### WORK ORDER
Every line below containing the word "impl" should be found and copied.

### DATA EXCERPTS

use thiserror::Error;

/// Errors that can occur during authentication operations.
#[derive(Debug, Error)]
pub enum AuthError {
    /// A required environment variable is missing.
    #[error("missing environment variable: {0}")]
    MissingEnvVar(String),

    /// The inbound alert did not carry the correct shared secret.
    #[error("alert secret missing or mismatched")]
    Unauthorized,
}
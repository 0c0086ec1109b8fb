//! Process-wide relay configuration.
//!
//! Loaded once at startup from environment variables (a `.env` file is
//! honored if present) and injected read-only into each component.

use std::net::SocketAddr;
use std::time::Duration;

use secrecy::SecretString;
use thiserror::Error;

use crate::environment::BitgetEnvironment;

/// Default address the webhook listener binds to.
const DEFAULT_LISTEN_ADDR: &str = "0.0.0.0:8080";
/// Default Bitget order-placement endpoint (mix v1).
const DEFAULT_ORDER_ENDPOINT: &str = "/api/mix/v1/order/placeOrder";
/// Default timeout for outbound exchange calls, in seconds.
const DEFAULT_REQUEST_TIMEOUT_SECS: u64 = 10;
/// Default margin coin for futures orders.
const DEFAULT_MARGIN_COIN: &str = "USDT";

/// Errors during configuration loading. Fatal: the service never serves
/// traffic in a half-configured state.
#[derive(Debug, Error)]
pub enum ConfigError {
    /// A required environment variable is missing.
    #[error("missing environment variable: {0}")]
    MissingEnvVar(String),

    /// An environment variable holds an unparseable value.
    #[error("invalid value for {var}: {reason}")]
    InvalidValue {
        /// The offending variable name.
        var: String,
        /// Why the value was rejected.
        reason: String,
    },
}

/// Immutable relay configuration.
///
/// Exchange API credentials are loaded separately (see the `auth` crate);
/// this struct carries everything else the pipeline needs.
#[derive(Debug, Clone)]
pub struct RelayConfig {
    /// Address the webhook listener binds to.
    pub listen_addr: SocketAddr,
    /// Shared secret TradingView alerts must carry.
    pub alert_secret: SecretString,
    /// When true, the pipeline signs but never sends exchange requests.
    pub dry_run: bool,
    /// Bitget environment (selects product type).
    pub environment: BitgetEnvironment,
    /// Margin coin for futures orders.
    pub margin_coin: String,
    /// Order-placement endpoint path. Bitget owns this contract; keeping it
    /// configurable lets an operator track an API version bump without a
    /// rebuild.
    pub order_endpoint: String,
    /// Timeout for outbound exchange calls.
    pub request_timeout: Duration,
}

impl RelayConfig {
    /// Load configuration from environment variables.
    ///
    /// # Errors
    /// Returns `ConfigError` if `ALERT_SECRET` is missing or any optional
    /// variable holds an unparseable value.
    pub fn from_env() -> Result<Self, ConfigError> {
        // Load .env file if present (ignores errors if file doesn't exist)
        dotenvy::dotenv().ok();

        let alert_secret = std::env::var("ALERT_SECRET")
            .map_err(|_| ConfigError::MissingEnvVar("ALERT_SECRET".into()))?;

        let listen_addr = env_or("RELAY_LISTEN_ADDR", DEFAULT_LISTEN_ADDR)
            .parse::<SocketAddr>()
            .map_err(|e| ConfigError::InvalidValue {
                var: "RELAY_LISTEN_ADDR".into(),
                reason: e.to_string(),
            })?;

        let dry_run = match env_or("DRY_RUN", "true").to_lowercase().as_str() {
            "true" | "1" | "yes" => true,
            "false" | "0" | "no" => false,
            other => {
                return Err(ConfigError::InvalidValue {
                    var: "DRY_RUN".into(),
                    reason: format!("expected true/false, got '{}'", other),
                })
            }
        };

        let timeout_secs = env_or(
            "REQUEST_TIMEOUT_SECS",
            &DEFAULT_REQUEST_TIMEOUT_SECS.to_string(),
        )
        .parse::<u64>()
        .map_err(|e| ConfigError::InvalidValue {
            var: "REQUEST_TIMEOUT_SECS".into(),
            reason: e.to_string(),
        })?;

        Ok(Self {
            listen_addr,
            alert_secret: SecretString::from(alert_secret),
            dry_run,
            environment: BitgetEnvironment::from_env(),
            margin_coin: env_or("MARGIN_COIN", DEFAULT_MARGIN_COIN),
            order_endpoint: env_or("ORDER_ENDPOINT", DEFAULT_ORDER_ENDPOINT),
            request_timeout: Duration::from_secs(timeout_secs),
        })
    }
}

fn env_or(var: &str, default: &str) -> String {
    std::env::var(var).unwrap_or_else(|_| default.to_string())
}

#[cfg(test)]
mod tests {
    use super::*;
    use secrecy::ExposeSecret;

    fn test_config() -> RelayConfig {
        RelayConfig {
            listen_addr: DEFAULT_LISTEN_ADDR.parse().unwrap(),
            alert_secret: SecretString::from("s1"),
            dry_run: true,
            environment: BitgetEnvironment::Demo,
            margin_coin: DEFAULT_MARGIN_COIN.to_string(),
            order_endpoint: DEFAULT_ORDER_ENDPOINT.to_string(),
            request_timeout: Duration::from_secs(DEFAULT_REQUEST_TIMEOUT_SECS),
        }
    }

    #[test]
    fn test_defaults_are_sane() {
        let config = test_config();
        assert_eq!(config.order_endpoint, "/api/mix/v1/order/placeOrder");
        assert_eq!(config.margin_coin, "USDT");
        assert_eq!(config.request_timeout, Duration::from_secs(10));
        assert!(config.dry_run);
    }

    #[test]
    fn test_secret_not_in_debug() {
        let config = test_config();
        assert_eq!(config.alert_secret.expose_secret(), "s1");

        let debug_str = format!("{:?}", config);
        assert!(!debug_str.contains("s1"));
    }
}
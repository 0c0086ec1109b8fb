//! Webhook HTTP surface.

use std::sync::Arc;

use axum::{
    body::Bytes,
    extract::State,
    routing::{get, post},
    Json, Router,
};
use serde::Serialize;
use tower_http::trace::TraceLayer;

use relay::{DispatchResult, Pipeline};

use crate::error::ApiError;

/// Application state shared across handlers.
pub struct AppState {
    pub pipeline: Arc<Pipeline>,
}

/// Create the webhook router.
pub fn create_router(state: Arc<AppState>) -> Router {
    Router::new()
        .route("/webhook", post(webhook))
        .route("/health", get(health))
        .layer(TraceLayer::new_for_http())
        .with_state(state)
}

/// POST /webhook
///
/// Takes the raw body rather than a JSON extractor: TradingView sometimes
/// sends alerts as `text/plain`, and the pipeline owns the forgiving parse.
async fn webhook(
    State(state): State<Arc<AppState>>,
    body: Bytes,
) -> Result<Json<DispatchResult>, ApiError> {
    match state.pipeline.handle(&body).await {
        Ok(result) => Ok(Json(result)),
        Err(err) => {
            if err.status() >= 500 {
                tracing::warn!(error = %err, "Alert handling failed upstream");
            } else {
                tracing::debug!(error = %err, "Alert rejected");
            }
            Err(ApiError::from(err))
        }
    }
}

#[derive(Serialize)]
struct HealthResponse {
    status: &'static str,
}

/// GET /health
async fn health() -> Json<HealthResponse> {
    Json(HealthResponse { status: "ok" })
}
//! Shared infrastructure for the relay: environment selection, process
//! configuration, and logging initialization.

mod config;
mod environment;
mod logging;

pub use config::{ConfigError, RelayConfig};
pub use environment::BitgetEnvironment;
pub use logging::init_logging;
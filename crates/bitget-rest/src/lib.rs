//! Bitget mix v1 REST contract.
//!
//! This crate owns everything provider-specific: the canonical order body
//! encoding, the `ACCESS-*` signing headers, the response envelope, and the
//! order / ticker / account endpoints. Bitget versions this contract, not
//! us — an API revision lands here and nowhere else.

mod client;
mod error;
mod request;
mod responses;

pub use client::BitgetRestClient;
pub use error::BitgetRestError;
pub use request::{PlaceOrderBody, SignedRequest};
pub use responses::{AccountData, BitgetResponse, PlaceOrderData, TickerData, SUCCESS_CODE};
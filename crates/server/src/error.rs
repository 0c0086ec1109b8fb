//! HTTP error mapping for the webhook API.

use axum::{
    http::StatusCode,
    response::{IntoResponse, Response},
    Json,
};
use serde::Serialize;

use relay::RelayError;

/// JSON body for error responses.
#[derive(Debug, Serialize)]
pub struct ErrorResponse {
    pub error: String,
    #[serde(skip_serializing_if = "Option::is_none")]
    pub code: Option<String>,
}

/// API error type.
#[derive(Debug)]
pub struct ApiError {
    pub status: StatusCode,
    pub message: String,
    /// Exchange error code, when the exchange rejected the order.
    pub code: Option<String>,
}

impl From<RelayError> for ApiError {
    fn from(err: RelayError) -> Self {
        let status =
            StatusCode::from_u16(err.status()).unwrap_or(StatusCode::INTERNAL_SERVER_ERROR);

        match err {
            RelayError::ExchangeRejected { code, message } => Self {
                status,
                message,
                code: Some(code),
            },
            other => Self {
                status,
                // RelayError messages are secret-free by construction.
                message: other.to_string(),
                code: None,
            },
        }
    }
}

impl IntoResponse for ApiError {
    fn into_response(self) -> Response {
        let body = Json(ErrorResponse {
            error: self.message,
            code: self.code,
        });
        (self.status, body).into_response()
    }
}

impl std::fmt::Display for ApiError {
    fn fmt(&self, f: &mut std::fmt::Formatter<'_>) -> std::fmt::Result {
        write!(f, "{}: {}", self.status, self.message)
    }
}

#[cfg(test)]
mod tests {
    use super::*;

    #[test]
    fn test_unauthorized_maps_to_401() {
        let err = ApiError::from(RelayError::Unauthorized);
        assert_eq!(err.status, StatusCode::UNAUTHORIZED);
    }

    #[test]
    fn test_rejection_keeps_exchange_code() {
        let err = ApiError::from(RelayError::ExchangeRejected {
            code: "-2010".into(),
            message: "insufficient margin".into(),
        });

        assert_eq!(err.status, StatusCode::BAD_GATEWAY);
        assert_eq!(err.code.as_deref(), Some("-2010"));
        assert_eq!(err.message, "insufficient margin");
    }

    #[test]
    fn test_transport_maps_to_504() {
        let err = ApiError::from(RelayError::Transport("request timeout".into()));
        assert_eq!(err.status, StatusCode::GATEWAY_TIMEOUT);
    }
}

### YOUR SOLUTION
impl RelayConfig {
impl From<RelayError> for ApiError {
impl IntoResponse for ApiError {
impl std::fmt::Display for ApiError {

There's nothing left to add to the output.